◆ Problem to solve: Among the entries that follow, tally the lines with the string "args". Give no more than the number.

◆ Records for this exercise:

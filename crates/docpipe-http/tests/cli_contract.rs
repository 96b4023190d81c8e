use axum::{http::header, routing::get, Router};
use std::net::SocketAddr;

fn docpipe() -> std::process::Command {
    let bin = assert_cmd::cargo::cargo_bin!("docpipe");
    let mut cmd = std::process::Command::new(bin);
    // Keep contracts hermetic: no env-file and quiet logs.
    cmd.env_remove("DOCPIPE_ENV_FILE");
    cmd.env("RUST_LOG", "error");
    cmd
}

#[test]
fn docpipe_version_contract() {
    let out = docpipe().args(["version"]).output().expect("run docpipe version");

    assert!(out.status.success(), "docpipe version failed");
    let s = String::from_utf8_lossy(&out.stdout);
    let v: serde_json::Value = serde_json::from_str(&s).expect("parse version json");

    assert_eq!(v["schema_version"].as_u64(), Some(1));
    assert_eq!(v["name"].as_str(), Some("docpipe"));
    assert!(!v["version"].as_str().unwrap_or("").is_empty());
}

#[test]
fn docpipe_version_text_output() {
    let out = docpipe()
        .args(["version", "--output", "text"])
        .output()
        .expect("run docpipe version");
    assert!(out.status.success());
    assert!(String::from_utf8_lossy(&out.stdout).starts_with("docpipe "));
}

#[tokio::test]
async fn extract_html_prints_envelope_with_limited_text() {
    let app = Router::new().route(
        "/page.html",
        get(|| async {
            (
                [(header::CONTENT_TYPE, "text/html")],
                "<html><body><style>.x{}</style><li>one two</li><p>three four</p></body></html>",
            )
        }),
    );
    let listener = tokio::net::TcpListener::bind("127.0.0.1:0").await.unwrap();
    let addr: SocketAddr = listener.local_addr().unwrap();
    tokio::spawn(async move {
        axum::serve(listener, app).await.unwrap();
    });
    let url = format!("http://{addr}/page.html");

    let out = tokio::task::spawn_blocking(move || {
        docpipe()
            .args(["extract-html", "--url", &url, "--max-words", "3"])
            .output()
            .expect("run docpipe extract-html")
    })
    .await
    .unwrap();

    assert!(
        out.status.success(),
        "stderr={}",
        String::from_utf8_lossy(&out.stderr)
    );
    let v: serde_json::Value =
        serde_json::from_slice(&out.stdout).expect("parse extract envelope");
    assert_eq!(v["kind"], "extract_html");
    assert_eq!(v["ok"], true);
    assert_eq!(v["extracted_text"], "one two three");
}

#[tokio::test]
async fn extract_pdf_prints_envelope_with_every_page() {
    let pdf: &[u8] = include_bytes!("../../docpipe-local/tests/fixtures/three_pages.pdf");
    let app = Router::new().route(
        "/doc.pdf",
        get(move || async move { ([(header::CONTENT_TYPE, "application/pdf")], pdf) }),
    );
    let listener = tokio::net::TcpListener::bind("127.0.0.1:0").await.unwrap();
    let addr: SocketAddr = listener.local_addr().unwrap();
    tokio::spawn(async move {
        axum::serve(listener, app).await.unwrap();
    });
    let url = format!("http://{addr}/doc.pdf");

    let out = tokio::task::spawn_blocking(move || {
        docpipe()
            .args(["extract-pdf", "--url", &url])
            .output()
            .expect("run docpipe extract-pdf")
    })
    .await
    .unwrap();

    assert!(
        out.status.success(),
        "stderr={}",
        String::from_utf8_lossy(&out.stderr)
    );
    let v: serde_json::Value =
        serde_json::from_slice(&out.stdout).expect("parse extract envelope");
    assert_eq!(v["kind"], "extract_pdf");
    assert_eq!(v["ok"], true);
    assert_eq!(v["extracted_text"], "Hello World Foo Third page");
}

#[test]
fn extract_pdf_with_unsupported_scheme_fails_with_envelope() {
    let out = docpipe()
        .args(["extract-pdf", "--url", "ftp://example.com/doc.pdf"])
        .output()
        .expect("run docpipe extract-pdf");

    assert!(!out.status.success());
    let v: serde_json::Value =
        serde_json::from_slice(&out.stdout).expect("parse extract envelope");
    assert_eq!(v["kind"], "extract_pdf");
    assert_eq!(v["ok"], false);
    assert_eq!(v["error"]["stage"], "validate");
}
---
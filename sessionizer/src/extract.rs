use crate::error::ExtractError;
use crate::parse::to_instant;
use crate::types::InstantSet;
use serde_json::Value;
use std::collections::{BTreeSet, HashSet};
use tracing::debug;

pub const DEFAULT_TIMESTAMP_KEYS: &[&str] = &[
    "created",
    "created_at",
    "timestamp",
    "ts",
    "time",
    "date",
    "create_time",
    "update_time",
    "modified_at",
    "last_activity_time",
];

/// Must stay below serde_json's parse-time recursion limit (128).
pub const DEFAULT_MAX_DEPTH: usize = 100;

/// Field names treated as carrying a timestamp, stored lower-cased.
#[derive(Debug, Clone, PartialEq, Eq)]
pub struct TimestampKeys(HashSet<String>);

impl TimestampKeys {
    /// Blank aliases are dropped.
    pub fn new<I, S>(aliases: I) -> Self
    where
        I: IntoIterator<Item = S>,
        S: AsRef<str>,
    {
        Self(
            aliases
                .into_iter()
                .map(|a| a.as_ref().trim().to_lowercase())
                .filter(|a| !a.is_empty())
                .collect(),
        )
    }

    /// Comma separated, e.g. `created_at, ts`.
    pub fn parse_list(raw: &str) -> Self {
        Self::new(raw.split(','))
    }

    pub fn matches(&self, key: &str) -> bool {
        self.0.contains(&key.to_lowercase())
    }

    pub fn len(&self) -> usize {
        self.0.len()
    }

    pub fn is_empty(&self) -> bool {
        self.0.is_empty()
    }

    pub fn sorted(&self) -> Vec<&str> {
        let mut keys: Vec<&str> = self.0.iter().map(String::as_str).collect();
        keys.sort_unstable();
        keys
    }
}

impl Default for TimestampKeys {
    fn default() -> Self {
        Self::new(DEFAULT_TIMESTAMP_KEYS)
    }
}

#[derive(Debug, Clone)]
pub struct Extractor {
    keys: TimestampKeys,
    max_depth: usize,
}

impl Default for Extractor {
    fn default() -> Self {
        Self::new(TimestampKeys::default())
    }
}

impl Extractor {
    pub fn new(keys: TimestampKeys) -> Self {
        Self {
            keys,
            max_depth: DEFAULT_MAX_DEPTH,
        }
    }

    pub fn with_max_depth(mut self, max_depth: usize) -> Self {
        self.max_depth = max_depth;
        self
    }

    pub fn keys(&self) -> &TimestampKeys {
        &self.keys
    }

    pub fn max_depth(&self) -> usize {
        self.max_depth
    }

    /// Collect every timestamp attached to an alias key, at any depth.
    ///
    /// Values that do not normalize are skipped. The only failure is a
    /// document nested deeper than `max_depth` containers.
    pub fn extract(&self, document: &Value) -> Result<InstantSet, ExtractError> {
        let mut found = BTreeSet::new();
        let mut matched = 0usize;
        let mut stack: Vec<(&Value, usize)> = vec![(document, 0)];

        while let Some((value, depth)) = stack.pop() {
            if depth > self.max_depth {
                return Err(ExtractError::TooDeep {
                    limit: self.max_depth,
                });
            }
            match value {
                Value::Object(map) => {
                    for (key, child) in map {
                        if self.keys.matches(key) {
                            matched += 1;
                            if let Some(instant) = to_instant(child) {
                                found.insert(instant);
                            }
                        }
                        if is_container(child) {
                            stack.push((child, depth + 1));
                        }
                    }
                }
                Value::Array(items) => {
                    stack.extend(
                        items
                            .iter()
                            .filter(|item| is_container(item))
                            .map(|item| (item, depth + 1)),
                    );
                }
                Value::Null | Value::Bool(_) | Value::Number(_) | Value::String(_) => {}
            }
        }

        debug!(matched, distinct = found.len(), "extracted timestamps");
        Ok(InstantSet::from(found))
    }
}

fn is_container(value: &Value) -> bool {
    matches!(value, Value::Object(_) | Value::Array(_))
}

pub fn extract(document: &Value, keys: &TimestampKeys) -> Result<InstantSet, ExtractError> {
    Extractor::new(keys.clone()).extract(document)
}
---
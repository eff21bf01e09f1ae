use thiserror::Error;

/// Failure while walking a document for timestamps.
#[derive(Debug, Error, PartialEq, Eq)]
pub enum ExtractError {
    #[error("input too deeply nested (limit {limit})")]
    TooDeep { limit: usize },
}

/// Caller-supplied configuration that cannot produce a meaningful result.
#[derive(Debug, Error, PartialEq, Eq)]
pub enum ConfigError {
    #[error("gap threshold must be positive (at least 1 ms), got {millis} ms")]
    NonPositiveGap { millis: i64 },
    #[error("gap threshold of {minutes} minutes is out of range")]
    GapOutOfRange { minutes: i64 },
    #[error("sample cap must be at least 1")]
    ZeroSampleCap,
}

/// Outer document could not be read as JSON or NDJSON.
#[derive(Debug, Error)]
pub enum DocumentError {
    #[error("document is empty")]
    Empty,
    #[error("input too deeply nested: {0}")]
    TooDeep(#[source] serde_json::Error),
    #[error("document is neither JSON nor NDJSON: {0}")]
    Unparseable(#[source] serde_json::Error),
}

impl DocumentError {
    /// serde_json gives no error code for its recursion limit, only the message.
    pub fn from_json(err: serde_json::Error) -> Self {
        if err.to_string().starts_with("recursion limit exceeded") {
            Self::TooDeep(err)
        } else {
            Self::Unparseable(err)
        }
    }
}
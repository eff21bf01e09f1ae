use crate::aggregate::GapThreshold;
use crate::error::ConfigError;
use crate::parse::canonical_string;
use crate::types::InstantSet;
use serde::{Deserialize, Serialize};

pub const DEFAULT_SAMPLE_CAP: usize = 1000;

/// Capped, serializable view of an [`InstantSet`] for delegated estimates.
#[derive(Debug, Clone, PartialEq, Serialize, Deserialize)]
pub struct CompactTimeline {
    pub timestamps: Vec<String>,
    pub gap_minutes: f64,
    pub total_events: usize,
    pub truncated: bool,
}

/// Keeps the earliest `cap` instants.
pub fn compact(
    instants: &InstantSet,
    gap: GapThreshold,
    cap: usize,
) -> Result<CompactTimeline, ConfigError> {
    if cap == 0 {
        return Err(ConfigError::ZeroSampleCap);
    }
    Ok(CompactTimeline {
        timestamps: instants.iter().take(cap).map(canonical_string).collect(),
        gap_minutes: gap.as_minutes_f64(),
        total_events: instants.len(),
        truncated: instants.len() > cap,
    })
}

◆ Reply to the task: 5